Olaylara, gelişmelere hiç sorgulamadan,
öğretiye dayalı eleştiri getirmeden iyi-kötü, siyah-beyaz,
doğru-yanlış açısından bakıldığında, yanılma payı yüksek
olabiliyor.
Dünü unutup yapılacak üstünkörü
değerlendirmeler, bugün için geçerli akçe gibi gözükebiliyor. Ya da
dün gerçekleştirilmiş yanlışları örtmek için kurgulanan günü
kurtarma girişimleri, büyük bir eylem gibi
algılanabiliyor.
İlkeye ve bir düşünsel çizgiye dayanmadan
adımlar atmak, ancak bağımsız düşünme yetisini yitirmişlerin ya da
kullanılmaya elverişli olanların başvurdukları bir
yöntemdir.
Tutulacak yolu akılla belirleyen siyaset ve
tutum yerine, entrikaya yönelenlerin ve başkalarının oyuncağı
olmaya aday olanların Anadolu insanını nerelere sürüklediğinin
tarihimizde örnekleri vardır.
Örneğin, Atatürk’ün
İttihatçılar’dan özenle neden uzak durduğu, başta Söylev olmak
üzere birçok tarihsel belgeye
yansımıştır.
Sonu ve hedefi belirsiz girişimler, geçen
haftaki yazımızda Atatürk’ten yaptığımız alıntıda olduğu gibi
“halkı çılgın ve aptal yapma”ya yarar.
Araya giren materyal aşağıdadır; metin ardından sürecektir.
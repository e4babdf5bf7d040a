use crate::config::ApiConfig;
use crate::datasources::{endpoint, CropCatalog};
use crate::error::{CropSyncError, Result};
use crate::models::Crop;
use std::time::Duration;

const CROPS_PATH: &str = "/crops/all";

pub struct CatalogClient {
    client: reqwest::Client,
    config: ApiConfig,
}

impl CatalogClient {
    pub fn new(config: ApiConfig) -> Result<Self> {
        let client = reqwest::Client::builder()
            .timeout(Duration::from_secs(config.timeout_secs))
            .build()?;
        Ok(Self { client, config })
    }

    /// Fetch every crop definition, in catalog order.
    pub async fn fetch_crops(&self) -> Result<Vec<Crop>> {
        let url = endpoint(&self.config.base_url, CROPS_PATH);

        let response = self
            .client
            .get(&url)
            .send()
            .await
            .map_err(|e| CropSyncError::CatalogUnavailable(format!("{}: {}", url, e)))?;

        if !response.status().is_success() {
            let status = response.status();
            let body = response.text().await.unwrap_or_default();
            return Err(CropSyncError::CatalogUnavailable(format!(
                "catalog returned {}: {}",
                status, body
            )));
        }

        let crops: Vec<Crop> = response.json().await.map_err(|e| {
            CropSyncError::CatalogUnavailable(format!("Failed to parse crop catalog: {}", e))
        })?;

        tracing::debug!(count = crops.len(), "Fetched crop catalog");
        Ok(crops)
    }

    pub async fn test_connection(&self) -> Result<bool> {
        let url = endpoint(&self.config.base_url, CROPS_PATH);

        let response = self
            .client
            .get(&url)
            .send()
            .await
            .map_err(|e| CropSyncError::CatalogUnavailable(format!("{}: {}", url, e)))?;

        Ok(response.status().is_success())
    }
}

impl CropCatalog for CatalogClient {
    async fn fetch_all(&self) -> Result<Vec<Crop>> {
        self.fetch_crops().await
    }
}

#[cfg(test)]
mod tests {
    use super::*;
    use crate::datasources::test_server::serve_once;

    fn config(base_url: &str) -> ApiConfig {
        ApiConfig {
            base_url: base_url.to_string(),
            timeout_secs: 5,
        }
    }

    #[tokio::test]
    async fn fetches_catalog_in_order() {
        let body = r#"[
            {"id":3,"name":"Lettuce","minTemperature":7,"maxTemperature":24,
             "minSoilMoisture":50,"maxSoilMoisture":80,"minHumidity":40,"maxHumidity":70},
            {"id":7,"name":"Tomato","minTemperature":15,"maxTemperature":30,
             "minSoilMoisture":40,"maxSoilMoisture":70,"minHumidity":50,"maxHumidity":80}
        ]"#;
        let (base_url, server) = serve_once("200 OK", body).await;

        let client = CatalogClient::new(config(&base_url)).unwrap();
        let crops = client.fetch_all().await.unwrap();

        assert_eq!(crops.len(), 2);
        assert_eq!(crops[0].name, "Lettuce");
        assert_eq!(crops[1].max_humidity, 80.0);

        let request = server.await.unwrap();
        assert!(request.starts_with("GET /crops/all "));
    }

    #[tokio::test]
    async fn null_fields_do_not_reject_the_catalog() {
        let body = r#"[
            {"id":3,"name":"Lettuce","minTemperature":null,"maxTemperature":24,
             "minSoilMoisture":50,"maxSoilMoisture":80,"minHumidity":40,"maxHumidity":70},
            {"id":7,"name":null,"maxHumidity":80}
        ]"#;
        let (base_url, server) = serve_once("200 OK", body).await;

        let client = CatalogClient::new(config(&base_url)).unwrap();
        let crops = client.fetch_all().await.unwrap();

        assert_eq!(crops.len(), 2);
        assert_eq!(crops[0].min_temperature, 0.0);
        assert_eq!(crops[0].max_temperature, 24.0);
        assert_eq!(crops[1].name, "");
        assert_eq!(crops[1].max_humidity, 80.0);
        server.await.unwrap();
    }

    #[tokio::test]
    async fn server_error_is_catalog_unavailable() {
        let (base_url, server) = serve_once("500 Internal Server Error", "{}").await;

        let client = CatalogClient::new(config(&base_url)).unwrap();
        let err = client.fetch_all().await.unwrap_err();

        assert!(matches!(err, CropSyncError::CatalogUnavailable(_)));
        server.await.unwrap();
    }

    #[tokio::test]
    async fn undecodable_body_is_catalog_unavailable() {
        let (base_url, server) = serve_once("200 OK", r#"{"crops":[]}"#).await;

        let client = CatalogClient::new(config(&base_url)).unwrap();
        let err = client.fetch_all().await.unwrap_err();

        assert!(matches!(err, CropSyncError::CatalogUnavailable(_)));
        server.await.unwrap();
    }

    #[tokio::test]
    async fn unreachable_host_is_catalog_unavailable() {
        // Bind then drop to get a port nothing listens on
        let listener = std::net::TcpListener::bind("127.0.0.1:0").unwrap();
        let addr = listener.local_addr().unwrap();
        drop(listener);

        let client = CatalogClient::new(config(&format!("http://{}", addr))).unwrap();
        let err = client.fetch_all().await.unwrap_err();
        assert!(matches!(err, CropSyncError::CatalogUnavailable(_)));
    }
}
//! Pure merge rules combining the remote catalog, the local overlay and the
//! persisted selection snapshot.

use crate::models::{Crop, CropId, OverlayMap};
use std::collections::HashSet;

/// Where the resolved selection came from.
#[derive(Debug, Clone, Copy, PartialEq, Eq)]
pub enum SelectionSource {
    /// Re-derived from catalog + overlay.
    Catalog,
    /// Catalog no longer lists the id; the stale snapshot is used as-is.
    Snapshot,
}

#[derive(Debug, Clone, PartialEq)]
pub struct Reconciled {
    pub crops: Vec<Crop>,
    pub selected: Option<(Crop, SelectionSource)>,
}

/// Apply overlay entries to catalog crops, keeping catalog order.
pub fn merge_catalog(catalog: Vec<Crop>, overlay: &OverlayMap) -> Vec<Crop> {
    catalog
        .into_iter()
        .map(|crop| match overlay.get(&crop.id) {
            Some(over) => crop.with_override(over),
            None => crop,
        })
        .collect()
}

/// Resolve a persisted snapshot against the merged list. A match replaces
/// the snapshot entirely, so fields it carried beyond catalog + overlay
/// are dropped.
pub fn resolve_selection(
    merged: &[Crop],
    snapshot: Option<Crop>,
) -> Option<(Crop, SelectionSource)> {
    let snapshot = snapshot?;
    match merged.iter().find(|c| c.id == snapshot.id) {
        Some(current) => Some((current.clone(), SelectionSource::Catalog)),
        None => Some((snapshot, SelectionSource::Snapshot)),
    }
}

pub fn reconcile(catalog: Vec<Crop>, overlay: &OverlayMap, snapshot: Option<Crop>) -> Reconciled {
    let crops = merge_catalog(catalog, overlay);
    let selected = resolve_selection(&crops, snapshot);
    Reconciled { crops, selected }
}

pub fn catalog_ids(crops: &[Crop]) -> HashSet<CropId> {
    crops.iter().map(|c| c.id).collect()
}

/// Replace the entry with the same id, leaving the rest untouched.
pub fn replace_crop(crops: &mut [Crop], updated: &Crop) -> bool {
    match crops.iter_mut().find(|c| c.id == updated.id) {
        Some(slot) => {
            *slot = updated.clone();
            true
        }
        None => false,
    }
}

#[cfg(test)]
mod tests {
    use super::*;
    use crate::models::{CropOverride, IrrigationWindow, ThresholdField};

    fn catalog() -> Vec<Crop> {
        vec![
            Crop::new(3, "Lettuce")
                .with_threshold(ThresholdField::MinTemperature, 7.0)
                .with_threshold(ThresholdField::MaxTemperature, 24.0),
            Crop::new(7, "Tomato")
                .with_threshold(ThresholdField::MinTemperature, 15.0)
                .with_threshold(ThresholdField::MaxTemperature, 30.0),
            Crop::new(9, "Rice")
                .with_threshold(ThresholdField::MinSoilMoisture, 60.0)
                .with_threshold(ThresholdField::MaxSoilMoisture, 95.0),
        ]
    }

    fn overlay_for(id: CropId, field: ThresholdField, value: f64) -> OverlayMap {
        let mut over = CropOverride::default();
        over.set(field, value);
        let mut overlay = OverlayMap::new();
        overlay.insert(id, over);
        overlay
    }

    #[test]
    fn merge_keeps_catalog_order_and_applies_overlay() {
        let overlay = overlay_for(7, ThresholdField::MinTemperature, 18.0);
        let merged = merge_catalog(catalog(), &overlay);

        let ids: Vec<CropId> = merged.iter().map(|c| c.id).collect();
        assert_eq!(ids, vec![3, 7, 9]);
        assert_eq!(merged[1].min_temperature, 18.0);
        assert_eq!(merged[1].max_temperature, 30.0);
        assert_eq!(merged[0], catalog()[0]);
        assert_eq!(merged[2], catalog()[2]);
    }

    #[test]
    fn overlay_for_unknown_id_is_ignored() {
        let overlay = overlay_for(42, ThresholdField::MinTemperature, 1.0);
        assert_eq!(merge_catalog(catalog(), &overlay), catalog());
    }

    #[test]
    fn snapshot_resolves_to_merged_crop() {
        let overlay = overlay_for(7, ThresholdField::MinTemperature, 18.0);
        let stale = Crop::new(7, "Tomato (old name)")
            .with_irrigation_window(Some(&IrrigationWindow::new("06:00", "06:30")));

        let result = reconcile(catalog(), &overlay, Some(stale));
        let (selected, source) = result.selected.unwrap();

        assert_eq!(source, SelectionSource::Catalog);
        assert_eq!(selected.name, "Tomato");
        assert_eq!(selected.min_temperature, 18.0);
        assert!(selected.start_time.is_none());
        assert_eq!(selected, result.crops[1]);
    }

    #[test]
    fn missing_crop_falls_back_to_snapshot() {
        let stale = Crop::new(99, "Discontinued")
            .with_threshold(ThresholdField::MaxHumidity, 55.0);

        let result = reconcile(catalog(), &OverlayMap::new(), Some(stale.clone()));
        assert_eq!(result.selected, Some((stale, SelectionSource::Snapshot)));
        assert_eq!(result.crops.len(), 3);
    }

    #[test]
    fn no_snapshot_means_no_selection() {
        let result = reconcile(catalog(), &OverlayMap::new(), None);
        assert!(result.selected.is_none());
    }

    #[test]
    fn empty_catalog_with_snapshot_uses_snapshot() {
        let stale = Crop::new(3, "Lettuce");
        let result = reconcile(Vec::new(), &OverlayMap::new(), Some(stale.clone()));
        assert!(result.crops.is_empty());
        assert_eq!(result.selected, Some((stale, SelectionSource::Snapshot)));
    }

    #[test]
    fn replace_crop_swaps_matching_entry() {
        let mut crops = catalog();
        let updated = crops[2]
            .clone()
            .with_threshold(ThresholdField::MinSoilMoisture, 65.0);

        assert!(replace_crop(&mut crops, &updated));
        assert_eq!(crops[2].min_soil_moisture, 65.0);
        assert_eq!(crops[0], catalog()[0]);

        assert!(!replace_crop(&mut crops, &Crop::new(100, "Nope")));
    }

    #[test]
    fn catalog_ids_collects_every_id() {
        let ids = catalog_ids(&catalog());
        assert_eq!(ids.len(), 3);
        assert!(ids.contains(&9));
    }
}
Ya da iyi
hesaplanmamış, dolayısıyla sonuçsuz kalacak etkinlikler, eldeki
toplumsal gücü, çılgınca ve aptalca harcamaya neden
olur.
Yalnızca Atatürk’ün bu sözünü yazdığımız ve bu
söz kimilerinin güncel algı yönetimine aykırı geldiği için bizi
“şucu-bucu” gibi dayanaksız, yalapşap yakıştırmalarla
eleştirenlere bir kez daha anımsatmak
zorundayız:
İçinde bulunduğumuz karşıdevrim saldırısı
karşısında çılgın değil, akıllı olmak zorundayız. Cumhuriyet,
kimilerinin ileri sürdüğü gibi çılgınlıklar üzerinde değil, akıl
üzerinde yükselmiştir.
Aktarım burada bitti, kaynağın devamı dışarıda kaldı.